[Stored entries]
========================================================================

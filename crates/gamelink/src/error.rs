//! Unified error type for Gamelink.

use gamelink_protocol::ProtocolError;
use gamelink_registry::RegistryError;
use gamelink_session::SessionError;
use gamelink_transport::TransportError;

/// Top-level error that wraps all crate-specific errors.
///
/// The `#[from]` attribute on each variant lets `?` convert sub-crate
/// errors automatically.
#[derive(Debug, thiserror::Error)]
pub enum GamelinkError {
    /// Transport buffers or the transport itself.
    #[error(transparent)]
    Transport(#[from] TransportError),

    /// Handshake decoding.
    #[error(transparent)]
    Protocol(#[from] ProtocolError),

    /// Connecting, identity, or the session lifecycle.
    #[error(transparent)]
    Session(#[from] SessionError),

    /// Loading a server config file.
    #[error(transparent)]
    Registry(#[from] RegistryError),
}
use axum::{
    middleware as axum_mw,
    routing::{delete, get, patch, post, put},
    Router,
};
use std::future::Future;
use std::sync::Arc;
use tower_http::catch_panic::CatchPanicLayer;
use tower_http::trace::TraceLayer;

use crate::handlers::{actions, operations, redirect};
use crate::metrics::exposition;
use crate::middleware::telemetry_middleware;
use crate::AppState;

/// Every route the service serves, without middleware or state.
pub fn routes() -> Router<Arc<AppState>> {
    Router::new()
        // ── Public ──────────────────────────────────────────────
        .route("/app/health", get(redirect::health))
        .route("/about", get(redirect::about))
        .route(exposition::METRICS_PATH, get(exposition::render_metrics))
        // ── Admin: single redirects ─────────────────────────────
        .route("/api/action/create", post(actions::create))
        .route("/api/action/generate", post(actions::generate))
        .route("/api/action/info/:id", get(actions::info))
        .route("/api/action/fix", patch(actions::fix))
        .route("/api/action/update/:id", put(actions::update))
        .route("/api/action/disable/:id", delete(actions::disable))
        // ── Admin: listings ─────────────────────────────────────
        .route("/api/operations/list", get(operations::list))
        .route("/api/operations/searchPath", post(operations::search_path))
        .route(
            "/api/operations/destinationExists",
            post(operations::destination_exists),
        )
        .route("/api/operations/stats", post(operations::stats))
        // ── Anything else is a short path ───────────────────────
        .fallback(redirect::resolve)
}

/// Wraps `router` in the telemetry chain and attaches state.
///
/// Panics are turned into 500s inside the chain so they are still
/// classified and counted.
pub fn instrument(router: Router<Arc<AppState>>, state: Arc<AppState>) -> Router {
    router
        .layer(CatchPanicLayer::new())
        .layer(axum_mw::from_fn_with_state(state.clone(), telemetry_middleware))
        .layer(TraceLayer::new_for_http())
        .with_state(state)
}

/// Builds the full Axum `Router` with all routes and middleware.
pub fn create_router(state: Arc<AppState>) -> Router {
    instrument(routes(), state)
}

/// Resolves on ctrl-c or, on unix, SIGTERM.
///
/// The SIGTERM handler is installed when this is called, not when the
/// future is first polled, so a signal arriving in between is not lost.
/// Must be called inside a tokio runtime.
pub fn shutdown_signal() -> impl Future<Output = ()> {
    #[cfg(unix)]
    let sigterm = tokio::signal::unix::signal(tokio::signal::unix::SignalKind::terminate());

    async move {
        let ctrl_c = async {
            if let Err(e) = tokio::signal::ctrl_c().await {
                tracing::error!(error = %e, "failed to listen for ctrl-c");
                std::future::pending::<()>().await;
            }
        };

        #[cfg(unix)]
        let terminate = async {
            match sigterm {
                Ok(mut sigterm) => {
                    sigterm.recv().await;
                }
                Err(e) => {
                    tracing::error!(error = %e, "failed to listen for SIGTERM");
                    std::future::pending::<()>().await;
                }
            }
        };

        #[cfg(not(unix))]
        let terminate = std::future::pending::<()>();

        tokio::select! {
            _ = ctrl_c => {},
            _ = terminate => {},
        }
        tracing::info!("shutdown signal received, finishing in-flight requests");
    }
}

#[cfg(test)]
mod tests {
    use super::*;
    use std::time::Duration;

    #[cfg(unix)]
    #[tokio::test]
    async fn sigterm_triggers_graceful_shutdown() {
        let shutdown = shutdown_signal();
        let status = std::process::Command::new("kill")
            .args(["-TERM", &std::process::id().to_string()])
            .status()
            .unwrap();
        assert!(status.success());
        tokio::time::timeout(Duration::from_secs(5), shutdown)
            .await
            .expect("SIGTERM did not resolve the shutdown future");
    }
}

========================================================================

DIRECTIONS
Return each line of the records above in which the word "patch" occurs.

WORKED SOLUTION
    routing::{delete, get, patch, post, put},
        .route("/api/action/fix", patch(actions::fix))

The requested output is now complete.